When you look back far enough, every person in this country is an immigrant. The Native American tribes and First Nations peoples came first, across the waters and across the land bridges. This was their land for thousands of years.

But we who claim European, African, and Asian ancestry are all recent immigrants. We are only here because our parents and grandparents found a place where they could raise their family in relative safety, and forced their way in. Some were brought here against their will, but stayed, hoping to find a better life. It wasn’t easy, and those times were difficult.

In some ways, Independence Day celebrates the possibilities, the promise that lives in every human being, and which our founders also saw and hoped to preserve. Yes, these men were flawed, as are all human beings, but they were freethinkers.

When you read historical accounts written at the time by the men and women who lived the American Revolution, you discover it was about so much more than simply breaking away from England. It was a time of revolution all over the western world, also happening in Great Britain, and in France, and across Europe. It was a tidal wave of freedom of thought.

These freethinkers discussed their ideas. They wrote books on philosophy and natural history and writing some of the greatest works of fiction, works that still figure largely in our literary canon.

History shows us that when dictators come to power, they begin cleansing society of the unwanted, usually starting with the immigrants. Then they move on to those whose faith is the “wrong” religion, and then to the freethinkers, burning books that espouse ideas contrary to the new regime. Clergy, artists, writers, entertainers, and philosophers become enemies of the state and risk imprisonment for “perilous thinking.”

We live in a time where narrow minds are poised to snatch freedoms we take for granted from us.

We run the risk of losing 242 years of the right to bear thoughts, dangerous, incendiary things if left lying around where just anyone can find them.

Today we are still allowed to argue politics and discuss religion freely. We still have access to the internet and can discuss books and the impact they make on us as readers. Those of us fortunate enough to be protected by proof of citizenship will celebrate the 4th of July with our children, in the safety of our home. We will celebrate in our small ways, protected by the freedoms firmly espoused in 1776 document that begins with the words “We the People,” and signed by the founding fathers.

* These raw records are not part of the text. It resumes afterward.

use crate::token::{MustacheKind, RawAttribute, Span, Tag, Token, TokenKind};
use crate::LexerError;

/// Scanner mode determines whether `<` can open a tag.
#[derive(Debug, Clone, Copy, PartialEq, Eq)]
pub enum ScannerMode {
    /// Default mode: tags, comments, mustaches and text.
    Markup,
    /// Inside an attribute value: only text and mustaches.
    AttributeValue,
}

/// Template source scanner.
///
/// Tokenizes template source into a flat stream of tokens.
/// Handles tags with attributes, HTML comments, every mustache flavour
/// and the text runs between them.
///
/// - `Vec<char>` source for index-based navigation
/// - Mode-aware handling of `<`
/// - Position tracking on every token
pub struct Scanner {
    chars: Vec<char>,
    pos: usize,
    line: usize,
    column: usize,
    tokens: Vec<Token>,
    mode: ScannerMode,
}

impl Scanner {
    /// Create a new scanner for the given source.
    pub fn new(source: &str) -> Self {
        Self {
            chars: source.chars().collect(),
            pos: 0,
            line: 1,
            column: 1,
            tokens: Vec::new(),
            mode: ScannerMode::Markup,
        }
    }

    /// Create a scanner with a specific mode.
    pub fn with_mode(source: &str, mode: ScannerMode) -> Self {
        let mut scanner = Self::new(source);
        scanner.mode = mode;
        scanner
    }

    /// Tokenize the entire source into a vector of tokens.
    pub fn tokenize(source: &str) -> Result<Vec<Token>, LexerError> {
        let mut scanner = Scanner::new(source);
        scanner.scan_tokens()?;
        log::trace!(target: "stache.lexer", "scanned {} tokens", scanner.tokens.len());
        Ok(scanner.tokens)
    }

    /// Tokenize an attribute value that started at the given line and column.
    fn tokenize_attribute_value(
        value: &str,
        line: usize,
        column: usize,
    ) -> Result<Vec<Token>, LexerError> {
        let mut scanner = Scanner::with_mode(value, ScannerMode::AttributeValue);
        scanner.line = line;
        scanner.column = column;
        scanner.scan_tokens()?;
        Ok(scanner.tokens)
    }

    /// Scan all tokens from the source.
    fn scan_tokens(&mut self) -> Result<(), LexerError> {
        while !self.is_at_end() {
            self.scan_token()?;
        }
        Ok(())
    }

    /// Scan the next token.
    fn scan_token(&mut self) -> Result<(), LexerError> {
        if self.starts_with("{{") {
            return self.scan_mustache();
        }

        if self.mode == ScannerMode::Markup && self.peek() == '<' {
            if self.starts_with("<!--") {
                return self.scan_comment();
            }
            if self.opens_tag() {
                return self.scan_tag();
            }
        }

        self.scan_text()
    }

    // --- Scanners ---

    /// Scan a run of text up to the next mustache or tag. Always consumes at
    /// least one character, so a stray `<` becomes text.
    fn scan_text(&mut self) -> Result<(), LexerError> {
        let (start_pos, start_line, start_col) = self.mark();

        let mut value = String::new();
        value.push(self.peek());
        self.advance();

        while !self.is_at_end() && !self.at_boundary() {
            value.push(self.peek());
            self.advance();
        }

        self.push(TokenKind::Text(value), start_pos, start_line, start_col);
        Ok(())
    }

    /// Scan `{{...}}` or `{{{...}}}`. The sigil after the opening delimiter
    /// picks the mustache kind; the reference is trimmed.
    fn scan_mustache(&mut self) -> Result<(), LexerError> {
        let (start_pos, start_line, start_col) = self.mark();

        let triple = self.starts_with("{{{");
        let (open, close) = if triple { (3, "}}}") } else { (2, "}}") };
        for _ in 0..open {
            self.advance();
        }

        let content = self.read_until(close).ok_or_else(|| LexerError {
            message: "Unterminated mustache".into(),
            line: start_line,
            column: start_col,
        })?;
        let content = content.trim();

        let (kind, reference) = if triple {
            (MustacheKind::Triple, content)
        } else {
            let mut chars = content.chars();
            let kind = match chars.next() {
                Some('#') => MustacheKind::Section,
                Some('^') => MustacheKind::Inverted,
                Some('/') => MustacheKind::Closing,
                Some('>') => MustacheKind::Partial,
                Some('!') => MustacheKind::Comment,
                _ => MustacheKind::Interpolator,
            };
            if kind == MustacheKind::Interpolator {
                (kind, content)
            } else {
                (kind, chars.as_str().trim())
            }
        };

        self.push(
            TokenKind::Mustache {
                kind,
                reference: reference.to_string(),
            },
            start_pos,
            start_line,
            start_col,
        );
        Ok(())
    }

    /// Scan an HTML comment (`<!-- ... -->`).
    fn scan_comment(&mut self) -> Result<(), LexerError> {
        let (start_pos, start_line, start_col) = self.mark();

        for _ in 0..4 {
            self.advance();
        }

        let content = self.read_until("-->").ok_or_else(|| LexerError {
            message: "Unterminated comment".into(),
            line: start_line,
            column: start_col,
        })?;

        self.push(TokenKind::Comment(content), start_pos, start_line, start_col);
        Ok(())
    }

    /// Scan `<name attrs>`, `<name/>`, `</name>` or `<!name ...>`.
    fn scan_tag(&mut self) -> Result<(), LexerError> {
        let (start_pos, start_line, start_col) = self.mark();
        self.advance(); // consume `<`

        let mut tag = Tag::default();
        match self.peek() {
            '/' => {
                tag.closing = true;
                self.advance();
            }
            '!' => {
                tag.doctype = true;
                self.advance();
            }
            _ => {}
        }

        while !self.is_at_end()
            && !self.peek().is_whitespace()
            && self.peek() != '/'
            && self.peek() != '>'
        {
            tag.name.push(self.peek());
            self.advance();
        }

        loop {
            self.skip_whitespace();

            if self.is_at_end() {
                return Err(LexerError {
                    message: format!("Unterminated tag <{}>", tag.name),
                    line: start_line,
                    column: start_col,
                });
            }

            match self.peek() {
                '>' => {
                    self.advance();
                    break;
                }
                '/' => {
                    self.advance();
                    if self.peek() == '>' {
                        self.advance();
                        tag.self_closing = true;
                        break;
                    }
                }
                _ => {
                    let attr = self.scan_attribute()?;
                    tag.attrs.push(attr);
                }
            }
        }

        self.push(TokenKind::Tag(tag), start_pos, start_line, start_col);
        Ok(())
    }

    /// Scan one attribute: a bare name, or `name=value` with a quoted or
    /// unquoted value.
    fn scan_attribute(&mut self) -> Result<RawAttribute, LexerError> {
        let mut name = String::new();
        while !self.is_at_end()
            && !self.peek().is_whitespace()
            && !matches!(self.peek(), '=' | '/' | '>' | '"' | '\'')
        {
            name.push(self.peek());
            self.advance();
        }

        if name.is_empty() {
            // A stray `=` or quote; take it as the name so scanning moves on.
            name.push(self.peek());
            self.advance();
        }

        self.skip_whitespace();
        if self.peek() != '=' {
            return Ok(RawAttribute::new(name, None));
        }
        self.advance(); // consume `=`
        self.skip_whitespace();

        let (_, value_line, mut value_col) = self.mark();
        let raw = match self.peek() {
            quote @ ('"' | '\'') => {
                self.advance();
                value_col += 1;
                self.scan_quoted_value(quote)?
            }
            _ => self.scan_unquoted_value()?,
        };

        let value = Self::tokenize_attribute_value(&raw, value_line, value_col)?;
        Ok(RawAttribute::new(name, Some(value)))
    }

    fn scan_quoted_value(&mut self, quote: char) -> Result<String, LexerError> {
        let (_, start_line, start_col) = self.mark();
        let mut value = String::new();

        while !self.is_at_end() && self.peek() != quote {
            value.push(self.peek());
            self.advance();
        }

        if self.is_at_end() {
            return Err(LexerError {
                message: "Unterminated attribute value".into(),
                line: start_line,
                column: start_col,
            });
        }

        self.advance(); // consume closing quote
        Ok(value)
    }

    /// Unquoted values end at whitespace or `>`, except inside a mustache.
    fn scan_unquoted_value(&mut self) -> Result<String, LexerError> {
        let mut value = String::new();

        while !self.is_at_end() && !self.peek().is_whitespace() && self.peek() != '>' {
            if self.starts_with("{{") {
                let (_, line, column) = self.mark();
                self.advance();
                self.advance();
                let inner = self.read_until("}}").ok_or(LexerError {
                    message: "Unterminated mustache".into(),
                    line,
                    column,
                })?;
                value.push_str("{{");
                value.push_str(&inner);
                value.push_str("}}");
            } else {
                value.push(self.peek());
                self.advance();
            }
        }

        Ok(value)
    }

    // --- Helpers ---

    /// Consume characters up to and including `delim`, returning what came
    /// before it. `None` when the source ends first.
    fn read_until(&mut self, delim: &str) -> Option<String> {
        let mut content = String::new();
        while !self.is_at_end() {
            if self.starts_with(delim) {
                for _ in 0..delim.chars().count() {
                    self.advance();
                }
                return Some(content);
            }
            content.push(self.peek());
            self.advance();
        }
        None
    }

    /// Whether the cursor sits on `<name`, `</name` or `<!name`.
    fn opens_tag(&self) -> bool {
        let next = self.peek_at(1);
        if next == '/' || next == '!' {
            self.peek_at(2).is_ascii_alphabetic()
        } else {
            next.is_ascii_alphabetic()
        }
    }

    /// Whether a text run must stop at the cursor.
    fn at_boundary(&self) -> bool {
        self.starts_with("{{")
            || (self.mode == ScannerMode::Markup
                && self.peek() == '<'
                && (self.starts_with("<!--") || self.opens_tag()))
    }

    fn starts_with(&self, pattern: &str) -> bool {
        pattern
            .chars()
            .enumerate()
            .all(|(i, c)| self.peek_at(i) == c)
    }

    fn skip_whitespace(&mut self) {
        while !self.is_at_end() && self.peek().is_whitespace() {
            self.advance();
        }
    }

    fn mark(&self) -> (usize, usize, usize) {
        (self.pos, self.line, self.column)
    }

    fn push(&mut self, kind: TokenKind, start: usize, line: usize, column: usize) {
        let span = Span::new(start, self.pos, line, column);
        self.tokens.push(Token::new(kind, span));
    }

    fn peek(&self) -> char {
        self.peek_at(0)
    }

    fn peek_at(&self, offset: usize) -> char {
        self.chars.get(self.pos + offset).copied().unwrap_or('\0')
    }

    fn advance(&mut self) {
        if let Some(&ch) = self.chars.get(self.pos) {
            self.pos += 1;
            if ch == '\n' {
                self.line += 1;
                self.column = 1;
            } else {
                self.column += 1;
            }
        }
    }

    fn is_at_end(&self) -> bool {
        self.pos >= self.chars.len()
    }
}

We are decent people, trying to live good lives. Individually, we don’t see ourselves as exclusionary or cruel. We believe in the greater good, and because we do, change will come. The face of America will evolve.

Immigrants have always come to America and always will, and they will be a part of what makes this nation a good place to live. We will find common ground because this is a small planet in a large universe, and right now, we have nowhere else to go. Change and growth are never easy.


Credits and Attributions

US Flag, Backlit By Jnn13 [CC BY-SA 3.0 (https://creativecommons.org/licenses/by-sa/3.0) or GFDL (http://www.gnu.org/copyleft/fdl.html)%5D, from Wikimedia Commons (accessed 04 July 2018)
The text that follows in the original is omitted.